Well, when I was waiting for my train home on the station platform. I didn’t recognize that it was Acca Dacca, and I tried hard. In fact, the stage was 500 meters away, so it was just some music-like sound that found its way into my ears. Still kinda cool to know that I heard them live.

I had a barbie with my old workmates. That’s why I have a story to tell now. On the way there, the train was hopelessly overcrowded with AC/DC fans. You couldn’t fall down, simply impossible. It was like in the videos of Japanese subways, where guards press in passengers to utilize every square centimeter. At later stations, plenty of people didn’t get in. Not a chance. This caused quite some delays. And boy, was it hot in there. Streams of sweat running down everywhere.

Originally, I wanted to meet up with a workmate in a city train for the second part of the trip. Due to a signal failure, his train was delayed, though. It got delayed even more and more and was finally cancelled altogether. I eventually got my connecting train while he was still stuck and decided to abort mission and go home after 40 minutes. Catching my connection was another adventure.
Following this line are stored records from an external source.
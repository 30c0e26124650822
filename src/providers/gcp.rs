//! Google Compute Engine connection variant.

use std::net::IpAddr;
use std::sync::OnceLock;

use camino::Utf8PathBuf;
use ortho_config::OrthoConfig;
use serde::Deserialize;

use crate::config::{ConfigError, FieldMetadata, require_field};
use crate::connection::{
    CloudConnection, ComputeApi, ConnectionFuture, Instance, InstanceSpec, ProviderError,
    StateBucket,
};

/// GCP project credentials, derived from `GCP_*` environment variables and
/// configuration files.
#[derive(Clone, Debug, Deserialize, OrthoConfig, PartialEq, Eq)]
#[ortho_config(prefix = "GCP")]
pub struct GcpCredentials {
    /// Project hosting the instances.
    pub project: String,
    /// Service account client email.
    pub client_email: String,
    /// Path to the service account JSON key file.
    pub json_key: String,
}

impl GcpCredentials {
    /// Performs semantic validation on required fields.
    ///
    /// # Errors
    ///
    /// Returns [`ConfigError::MissingField`] when a required field is empty.
    pub fn validate(&self) -> Result<(), ConfigError> {
        require_field(
            &self.project,
            &FieldMetadata::new("GCP project", "GCP_PROJECT", "project", "gcp"),
        )?;
        require_field(
            &self.client_email,
            &FieldMetadata::new("GCP client email", "GCP_CLIENT_EMAIL", "client_email", "gcp"),
        )?;
        require_field(
            &self.json_key,
            &FieldMetadata::new("GCP JSON key path", "GCP_JSON_KEY", "json_key", "gcp"),
        )
    }
}

/// One additional persistent disk attached at creation.
#[derive(Clone, Debug, Eq, PartialEq)]
pub struct GcpDisk {
    /// Disk size in GB.
    pub size_gb: u32,
    /// Disk type label, for example `pd-standard` or `pd-ssd`.
    pub disk_type: String,
    /// Delete the disk together with the instance.
    pub delete_with_vm: bool,
}

/// Fields required to create a Compute Engine instance.
#[derive(Clone, Debug, Eq, PartialEq)]
pub struct GcpCreateSpec {
    /// Machine type.
    pub flavour: String,
    /// OS label used for tagging.
    pub os: String,
    /// Source image name.
    pub image: String,
    /// Zone receiving the instance.
    pub availability_zone: String,
    /// Public key uploaded into instance metadata.
    pub ssh_public_key: Utf8PathBuf,
    /// Matching local private key used to reach the instance.
    pub ssh_private_key: Utf8PathBuf,
    /// Root disk size in GB.
    pub root_disk_size_gb: u32,
    /// Root disk type label.
    pub root_disk_type: String,
    /// Delete the root disk together with the instance.
    pub delete_root_disk: bool,
    /// Additional persistent disks attached at creation.
    pub additional_disks: Vec<GcpDisk>,
    /// Subnetwork receiving the primary interface.
    pub subnet: String,
    /// Network the subnetwork belongs to.
    pub vpc: String,
    /// Network tags applied to the instance.
    pub custom_tags: Vec<String>,
}

impl Default for GcpCreateSpec {
    fn default() -> Self {
        Self {
            flavour: String::from("g1-small"),
            os: String::from("centos-7"),
            image: String::from("centos-7-v20190312"),
            availability_zone: String::from("europe-west1-b"),
            ssh_public_key: Utf8PathBuf::new(),
            ssh_private_key: Utf8PathBuf::new(),
            root_disk_size_gb: 10,
            root_disk_type: String::from("pd-standard"),
            delete_root_disk: true,
            additional_disks: Vec::new(),
            subnet: String::from("default"),
            vpc: String::from("default"),
            custom_tags: Vec::new(),
        }
    }
}

impl InstanceSpec for GcpCreateSpec {
    fn validate(&self) -> Result<(), ProviderError> {
        if !self.ssh_public_key.as_std_path().is_file() {
            return Err(ProviderError::Validation(format!(
                "could not find local SSH public key '{}'",
                self.ssh_public_key
            )));
        }
        if !self.ssh_private_key.as_std_path().is_file() {
            return Err(ProviderError::Validation(format!(
                "could not find local SSH private key '{}'",
                self.ssh_private_key
            )));
        }
        Ok(())
    }

    fn os_label(&self) -> Option<&str> {
        Some(&self.os)
    }
}

/// Maps a raw Compute Engine status onto the universal buckets.
///
/// `TERMINATED` is Compute Engine's name for a stopped instance, so it
/// lands in the recoverable bucket rather than the terminal one.
#[must_use]
pub fn classify(raw_state: &str) -> StateBucket {
    match raw_state {
        "TERMINATED" => StateBucket::Recoverable,
        "DELETED" => StateBucket::Terminal,
        _ => StateBucket::Active,
    }
}

/// Factory building the SDK adapter from credentials on first use.
pub type GcpApiFactory =
    Box<dyn Fn(&GcpCredentials) -> Box<dyn ComputeApi<GcpCreateSpec>> + Send + Sync>;

/// Connection to one GCP project.
pub struct GcpConnection {
    credentials: GcpCredentials,
    factory: GcpApiFactory,
    api: OnceLock<Box<dyn ComputeApi<GcpCreateSpec>>>,
}

impl GcpConnection {
    /// Creates a connection; the SDK adapter is built lazily on first use
    /// and reused afterwards.
    #[must_use]
    pub fn new(
        credentials: GcpCredentials,
        factory: impl Fn(&GcpCredentials) -> Box<dyn ComputeApi<GcpCreateSpec>> + Send + Sync + 'static,
    ) -> Self {
        Self {
            credentials,
            factory: Box::new(factory),
            api: OnceLock::new(),
        }
    }

    fn api(&self) -> &dyn ComputeApi<GcpCreateSpec> {
        self.api
            .get_or_init(|| {
                tracing::debug!(
                    project = self.credentials.project.as_str(),
                    "creating new connection to GCP"
                );
                (self.factory)(&self.credentials)
            })
            .as_ref()
    }
}

impl CloudConnection for GcpConnection {
    type CreateSpec = GcpCreateSpec;
    type Error = ProviderError;

    fn provider(&self) -> &'static str {
        "gcp"
    }

    fn find_by_name<'a>(
        &'a self,
        name: &'a str,
    ) -> ConnectionFuture<'a, Vec<Instance>, ProviderError> {
        Box::pin(async move { Ok(self.api().list_by_name(name).await?) })
    }

    fn create_instance<'a>(
        &'a self,
        name: &'a str,
        spec: &'a GcpCreateSpec,
    ) -> ConnectionFuture<'a, Instance, ProviderError> {
        Box::pin(async move {
            spec.validate()?;
            tracing::info!(
                name,
                flavour = spec.flavour.as_str(),
                image = spec.image.as_str(),
                zone = spec.availability_zone.as_str(),
                "creating Compute Engine server"
            );
            Ok(self.api().create(name, spec).await?)
        })
    }

    fn start_instance<'a>(
        &'a self,
        instance_id: &'a str,
    ) -> ConnectionFuture<'a, (), ProviderError> {
        Box::pin(async move { Ok(self.api().power_on(instance_id).await?) })
    }

    fn stop_instance<'a>(&'a self, instance_id: &'a str) -> ConnectionFuture<'a, (), ProviderError> {
        Box::pin(async move { Ok(self.api().power_off(instance_id).await?) })
    }

    fn destroy_instance<'a>(
        &'a self,
        instance_id: &'a str,
    ) -> ConnectionFuture<'a, (), ProviderError> {
        Box::pin(async move { Ok(self.api().destroy(instance_id).await?) })
    }

    fn describe_instance<'a>(
        &'a self,
        instance_id: &'a str,
    ) -> ConnectionFuture<'a, Option<Instance>, ProviderError> {
        Box::pin(async move { Ok(self.api().describe(instance_id).await?) })
    }

    fn classify(&self, raw_state: &str) -> StateBucket {
        classify(raw_state)
    }

    fn resolve_address(&self, instance: &Instance) -> Option<IpAddr> {
        instance.public_ip.as_deref().and_then(|ip| ip.parse().ok())
    }

    // Compute Engine derives login users from key metadata, so there is no
    // OS-based convention to fall back on.
    fn default_access_user(&self, _os: Option<&str>) -> Option<String> {
        None
    }
}

#[cfg(test)]
mod tests {
    use rstest::rstest;

    use super::*;

    #[rstest]
    #[case::running("RUNNING", StateBucket::Active)]
    #[case::provisioning("PROVISIONING", StateBucket::Active)]
    #[case::stopped("TERMINATED", StateBucket::Recoverable)]
    #[case::deleted("DELETED", StateBucket::Terminal)]
    fn classification_follows_compute_engine_states(
        #[case] raw: &str,
        #[case] expected: StateBucket,
    ) {
        assert_eq!(classify(raw), expected);
    }

    #[test]
    fn spec_validation_requires_both_key_files() {
        let public_key = tempfile::NamedTempFile::new()
            .unwrap_or_else(|err| panic!("failed to create temp key: {err}"));
        let public_path = Utf8PathBuf::from_path_buf(public_key.path().to_path_buf())
            .unwrap_or_else(|path| panic!("non-UTF-8 temp path: {}", path.display()));
        let spec = GcpCreateSpec {
            ssh_public_key: public_path,
            ssh_private_key: Utf8PathBuf::from("/nonexistent/id_rsa"),
            ..GcpCreateSpec::default()
        };
        let err = spec
            .validate()
            .expect_err("missing private key should be rejected");
        assert!(err.to_string().contains("private key"));
    }
}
It was rerouted to another platform, of course without announcement. Because why would you? Fuck the passengers! Luckily, I noticed that it took a different branch at the switch on arrival and ran down and up the stairs to the other platform. The delay counter in this train showed 40 minutes when I finally got off.

With the exception of Acca Dacca, the way home was pleasantly uneventful. Just a few minutes delay and a relatively low passenger volume.

I’m so grateful for not having to experience all this shit on a daily basis anymore. Not looking forward to the next time I have to go into the city. Not at all.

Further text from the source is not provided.